The US Generic Pharmaceutical Association (GPhA) has written to the National Institutes of Health to express concerns as to whether a company submitting an Abbreviated New Drug Application (or a 505(b)(2) application) containing the results of an in vivo bioequivalence study must certify on Form FDA 3674 that new Public Health Service Act's Section 402(j), as added by Title VIII of the Food and Drug Administration Amendments Act, applies and that in vivo bioequivalence studies have to been registered at the NIH's on-line clinical trial registry (ClinicalTrials.gov).

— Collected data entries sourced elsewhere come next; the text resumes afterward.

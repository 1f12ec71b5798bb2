#![deny(clippy::unwrap_used)]
#![deny(clippy::expect_used)]
#![deny(clippy::panic)]
#![warn(clippy::pedantic)]
#![warn(clippy::nursery)]
#![forbid(unsafe_code)]

use crate::VimHelpError;

pub const SHORT_HASH_LEN: usize = 7;

#[derive(Debug, Clone, Copy, PartialEq, Eq)]
pub enum PluginVerb {
    Install,
    Uninstall,
    Update,
}

impl PluginVerb {
    #[must_use]
    pub const fn label(self) -> &'static str {
        match self {
            Self::Install => "Installation",
            Self::Uninstall => "Uninstallation",
            Self::Update => "Update",
        }
    }
}

/// Renders outcomes as chat text.
#[derive(Debug, Clone, Copy, PartialEq, Eq)]
pub struct Formatter {
    markdown: bool,
}

impl Default for Formatter {
    fn default() -> Self {
        Self::new(true)
    }
}

impl Formatter {
    #[must_use]
    pub const fn new(markdown: bool) -> Self {
        Self { markdown }
    }

    #[must_use]
    pub const fn markdown(&self) -> bool {
        self.markdown
    }

    /// Fences `text` in a code block when markdown is on.
    #[must_use]
    pub fn pre(&self, text: &str) -> String {
        if self.markdown {
            format!("```\n{text}\n```")
        } else {
            text.to_string()
        }
    }

    #[must_use]
    pub fn install_success(&self, name: &str, version: &str) -> String {
        format!("Installation success: {name} ({})", short_hash(version))
    }

    #[must_use]
    pub fn uninstall_success(&self, name: &str) -> String {
        format!("Uninstallation success: {name}")
    }

    #[must_use]
    pub fn update_success(&self, name: &str, before: &str, after: &str) -> String {
        format!(
            "Update success: {name} ({} => {})",
            short_hash(before),
            short_hash(after)
        )
    }

    #[must_use]
    pub fn failure(&self, verb: PluginVerb, name: &str, error: &VimHelpError) -> String {
        format!(
            "{} failure: {name}\n{}",
            verb.label(),
            self.pre(&error.user_text())
        )
    }

    #[must_use]
    pub fn help_success(&self, help_text: &str) -> String {
        self.pre(help_text)
    }

    /// Lookup errors are shown as they are, never fenced.
    #[must_use]
    pub fn help_failure(&self, error: &VimHelpError) -> String {
        error.user_text()
    }
}

#[must_use]
pub fn short_hash(hash: &str) -> &str {
    hash.char_indices()
        .nth(SHORT_HASH_LEN)
        .map_or(hash, |(end, _)| &hash[..end])
}
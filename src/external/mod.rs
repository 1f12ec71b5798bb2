//! Collaborators that shell out to `vim` and `git`.

pub mod plugin_manager;
pub mod process;
pub mod vim;

pub use plugin_manager::{PluginManager, PluginSource};
pub use process::{run_command, CommandOutput};
pub use vim::VimHelp;
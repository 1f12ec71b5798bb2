#![allow(clippy::expect_used, clippy::unwrap_used, clippy::panic)]

mod support;

use support::{BotHarness, FakePlugins, Sent, HASH_A};
use vimhelp::{BotConfig, Listener, Resolution, PLUGIN_MANAGER_UNAVAILABLE};

fn config() -> BotConfig {
    BotConfig::default()
}

#[tokio::test]
async fn help_is_fenced_when_markdown_is_on() {
    let harness = BotHarness::new(&config(), None);

    let (sink, fired) = harness.say(":help help").await;

    assert_eq!(sink.sent(), vec![Sent::Send("```\n*help*\n```".to_string())]);
    assert_eq!(
        fired,
        vec![Listener::HearHelp {
            subject: "help".to_string()
        }]
    );
}

#[tokio::test]
async fn help_is_plain_when_markdown_is_off() {
    let config = BotConfig {
        markdown: false,
        ..config()
    };
    let harness = BotHarness::new(&config, None);

    let (sink, _) = harness.say(":h help").await;

    assert_eq!(sink.texts(), vec!["*help*".to_string()]);
}

#[tokio::test]
async fn help_errors_are_never_fenced() {
    for markdown in [true, false] {
        let config = BotConfig {
            markdown,
            ..config()
        };
        let harness = BotHarness::new(&config, None);

        let (sink, _) = harness.say(":help not-existing").await;

        assert_eq!(
            sink.texts(),
            vec!["E149: Sorry, no help for not-existing".to_string()]
        );
    }
}

#[tokio::test]
async fn help_errors_fall_back_to_message_then_placeholder() {
    let harness = BotHarness::new(&config(), None);

    let (other, _) = harness.say(":help other-error").await;
    let (unknown, _) = harness.say(":help unknown-error").await;

    assert_eq!(other.texts(), vec!["Other Error".to_string()]);
    assert_eq!(unknown.texts(), vec!["[Unknown Error]".to_string()]);
}

#[tokio::test]
async fn only_the_first_word_is_looked_up() {
    let harness = BotHarness::new(&config(), None);

    let (sink, _) = harness.say(":help options and more").await;

    assert_eq!(sink.texts(), vec!["```\n*options*\n```".to_string()]);
    assert_eq!(harness.help.queries(), vec!["options".to_string()]);
}

#[tokio::test]
async fn bare_help_and_other_ex_commands_are_ignored() {
    let harness = BotHarness::new(&config(), None);

    for text in [":help", ":help ", ":hoge", "hello :help help"] {
        let (sink, fired) = harness.say(text).await;
        assert!(sink.sent().is_empty(), "{text:?}");
        assert!(fired.is_empty(), "{text:?}");
    }
    assert!(harness.help.queries().is_empty());
}

#[tokio::test]
async fn multiline_mode_matches_help_on_any_line() {
    let text = "@hubot\nBTW,\n:h help";

    let single = BotHarness::new(&config(), None);
    let (sink, _) = single.say(text).await;
    assert!(sink.sent().is_empty());

    let multiline = BotHarness::new(
        &BotConfig {
            multiline: true,
            ..config()
        },
        None,
    );
    let (sink, _) = multiline.say(text).await;
    assert_eq!(sink.sent(), vec![Sent::Send("```\n*help*\n```".to_string())]);
}

#[tokio::test]
async fn addressed_help_is_a_reply() {
    let harness = BotHarness::new(&config(), None);

    let (sink, fired) = harness.say("@hubot :h help").await;

    assert_eq!(sink.sent(), vec![Sent::Reply("```\n*help*\n```".to_string())]);
    assert_eq!(
        fired,
        vec![Listener::RespondHelp {
            subject: "help".to_string()
        }]
    );
}

#[tokio::test]
async fn addressed_help_follows_the_configured_name() {
    let config = BotConfig {
        bot_name: "vimbot".to_string(),
        ..config()
    };
    let harness = BotHarness::new(&config, None);

    let (to_other, _) = harness.say("@hubot :h help").await;
    let (to_bot, _) = harness.say("vimbot: :h help").await;

    assert!(to_other.sent().is_empty());
    assert_eq!(to_bot.sent(), vec![Sent::Reply("```\n*help*\n```".to_string())]);
}

#[tokio::test]
async fn plugin_commands_report_unavailable_manager() {
    let harness = BotHarness::new(&config(), None);

    for text in ["/vimhelp", "/vimhelp plugin install foo", "!vimhelp plugin list"] {
        let (sink, fired) = harness.say(text).await;
        assert_eq!(sink.texts(), vec![PLUGIN_MANAGER_UNAVAILABLE.to_string()]);
        assert_eq!(fired, vec![Listener::Vimhelp { resolution: None }]);
    }
}

#[tokio::test]
async fn install_reports_each_plugin() {
    let harness = BotHarness::with_plugins(&[]);

    let (sink, fired) = harness.say("/vimhelp plugin install success failure").await;

    assert_eq!(
        sink.sorted_texts(),
        vec![
            "Installation failure: failure\n```\nERROR\n```".to_string(),
            format!("Installation success: success ({})", &HASH_A[..7]),
        ]
    );
    assert_eq!(
        fired,
        vec![Listener::Vimhelp {
            resolution: Some(Resolution::Handled {
                command: "plugin install".to_string()
            })
        }]
    );
    assert_eq!(
        harness.plugin_calls(),
        vec!["install failure".to_string(), "install success".to_string()]
    );
}

#[tokio::test]
async fn add_is_install() {
    let install = BotHarness::with_plugins(&[]);
    let add = BotHarness::with_plugins(&[]);

    let (installed, _) = install.say("/vimhelp plugin install success failure").await;
    let (added, _) = add.say("/vimhelp plugin add success failure").await;

    assert_eq!(installed.sorted_texts(), added.sorted_texts());
}

#[tokio::test]
async fn uninstall_aliases_share_one_handler() {
    for verb in ["uninstall", "rm", "remove", "delete"] {
        let harness = BotHarness::with_plugins(&[]);
        let (sink, _) = harness.say(&format!("/vimhelp plugin {verb} success failure")).await;

        assert_eq!(
            sink.sorted_texts(),
            vec![
                "Uninstallation failure: failure\n```\nPlugin is not installed: failure\n```"
                    .to_string(),
                "Uninstallation success: success".to_string(),
            ],
            "{verb}"
        );
    }
}

#[tokio::test]
async fn update_without_names_updates_every_plugin_quietly() {
    let harness = BotHarness::with_plugins(&["same", "updated", "failure"]);

    let (sink, _) = harness.say("/vimhelp plugin update").await;

    assert_eq!(
        sink.sorted_texts(),
        vec![
            "Update failure: failure\n```\nERROR\n```".to_string(),
            "Update success: updated (0123456 => 5678901)".to_string(),
        ]
    );
    assert_eq!(harness.plugin_calls().len(), 3);
}

#[tokio::test]
async fn list_is_one_message() {
    let harness = BotHarness::with_plugins(&["a", "b", "c"]);

    let (sink, _) = harness.say("/vimhelp plugin list").await;

    assert_eq!(sink.texts(), vec!["a\nb\nc".to_string()]);
    assert!(harness.plugin_calls().is_empty());
}

#[tokio::test]
async fn bare_command_shows_top_level_usage() {
    let harness = BotHarness::with_plugins(&[]);

    let (sink, _) = harness.say("/vimhelp").await;

    let texts = sink.texts();
    assert_eq!(texts.len(), 1);
    assert!(texts[0].starts_with("Utilities for :help"));
    assert!(harness.plugin_calls().is_empty());
}

#[tokio::test]
async fn plugin_group_usage_names_the_plugin_manager() {
    let harness = BotHarness::with_plugins(&[]);

    let (sink, _) = harness.say("/vimhelp plugin").await;

    let texts = sink.texts();
    assert_eq!(texts.len(), 1);
    assert!(texts[0].starts_with("Plugin Manager for :help"));
    assert!(texts[0].contains("[aliases: add]"));
}

#[tokio::test]
async fn install_without_names_is_usage_not_action() {
    let harness = BotHarness::with_plugins(&[]);

    let (sink, _) = harness.say("/vimhelp plugin install").await;

    assert_eq!(sink.texts().len(), 1);
    assert!(harness.plugin_calls().is_empty());
}

#[tokio::test]
async fn unknown_verb_suggests_close_matches() {
    let harness = BotHarness::with_plugins(&[]);

    let (sink, _) = harness.say("/vimhelp plugin instal foo").await;

    let texts = sink.texts();
    assert_eq!(texts.len(), 1);
    assert!(texts[0].contains("Did you mean install?"), "{}", texts[0]);
}

#[tokio::test]
async fn repeated_batches_format_identically() {
    let harness = BotHarness::with_plugins(&[]);

    let (first, _) = harness.say("/vimhelp plugin install a b failure c").await;
    let (second, _) = harness.say("/vimhelp plugin install a b failure c").await;

    assert_eq!(first.sorted_texts(), second.sorted_texts());
    assert_eq!(first.texts().len(), 4);
}

#[tokio::test]
async fn concurrency_cap_of_one_still_answers_every_plugin() {
    let config = BotConfig {
        concurrency: 1,
        ..config()
    };
    let harness = BotHarness::new(&config, Some(FakePlugins::default()));

    let (sink, _) = harness.say("/vimhelp plugin install a b c").await;

    assert_eq!(sink.texts().len(), 3);
}
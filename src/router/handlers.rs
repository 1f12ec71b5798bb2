#![deny(clippy::unwrap_used)]
#![deny(clippy::expect_used)]
#![deny(clippy::panic)]
#![warn(clippy::pedantic)]
#![warn(clippy::nursery)]
#![forbid(unsafe_code)]

use super::{CommandContext, HandlerFuture};
use crate::format::PluginVerb;
use tracing::info;

pub(super) fn install<'a>(names: &'a [String], ctx: &'a CommandContext<'a>) -> HandlerFuture<'a> {
    Box::pin(async move {
        info!("installing {} plugin(s)", names.len());
        let plugins = ctx.plugins;
        ctx.runner
            .run(
                names,
                |name| async move { plugins.install(&name).await },
                |name, version: String| {
                    ctx.sink.send(ctx.formatter.install_success(name, &version));
                },
                |name, err| {
                    ctx.sink
                        .send(ctx.formatter.failure(PluginVerb::Install, name, &err));
                },
            )
            .await;
    })
}

pub(super) fn uninstall<'a>(
    names: &'a [String],
    ctx: &'a CommandContext<'a>,
) -> HandlerFuture<'a> {
    Box::pin(async move {
        info!("uninstalling {} plugin(s)", names.len());
        let plugins = ctx.plugins;
        ctx.runner
            .run(
                names,
                |name| async move { plugins.uninstall(&name).await },
                |name, _path| ctx.sink.send(ctx.formatter.uninstall_success(name)),
                |name, err| {
                    ctx.sink
                        .send(ctx.formatter.failure(PluginVerb::Uninstall, name, &err));
                },
            )
            .await;
    })
}

/// With no names, updates every installed plugin. Unchanged plugins stay quiet.
pub(super) fn update<'a>(names: &'a [String], ctx: &'a CommandContext<'a>) -> HandlerFuture<'a> {
    Box::pin(async move {
        let names = if names.is_empty() {
            ctx.plugins.plugin_names()
        } else {
            names.to_vec()
        };
        info!("updating {} plugin(s)", names.len());
        let plugins = ctx.plugins;
        ctx.runner
            .run(
                &names,
                |name| async move { plugins.update(&name).await },
                |name, info: crate::ports::UpdateInfo| {
                    if info.updated() {
                        ctx.sink.send(ctx.formatter.update_success(
                            name,
                            info.before_version(),
                            info.after_version(),
                        ));
                    }
                },
                |name, err| {
                    ctx.sink
                        .send(ctx.formatter.failure(PluginVerb::Update, name, &err));
                },
            )
            .await;
    })
}

pub(super) fn list<'a>(_args: &'a [String], ctx: &'a CommandContext<'a>) -> HandlerFuture<'a> {
    Box::pin(async move {
        ctx.sink.send(ctx.plugins.plugin_names().join("\n"));
    })
}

The relevant legislation defines an "applicable drug clinical trial," which is subject to the database registration requirements, to mean "a controlled clinical investigation, other than a Phase I clinical investigation, of a drug subject to [Food Drug and Cosmetics Act Section 505]." Kurt Karst, a lawyer with specialist law practise Hyman, Phelps & McNamara, noted that the NIH's interpretation of of the new Public Health Service Act provides grounds for concerns for ANDA sponsors.
The GPhA has requested in a letter to the NIH that the federal body clarify that a clinical endpoint bioequivalence study should not be considered an "applicable drug clinical trial," which a December 2008, NIH draft document, titled: Elaboration of Definitions of Responsible Party and Applicable Clinical Trial, appears to indicate would be the case in some circumstances. The draft "elaborations" document was updated in March 2009 to clarify that it "represent[s] the [NIH's] current thinking on this topic."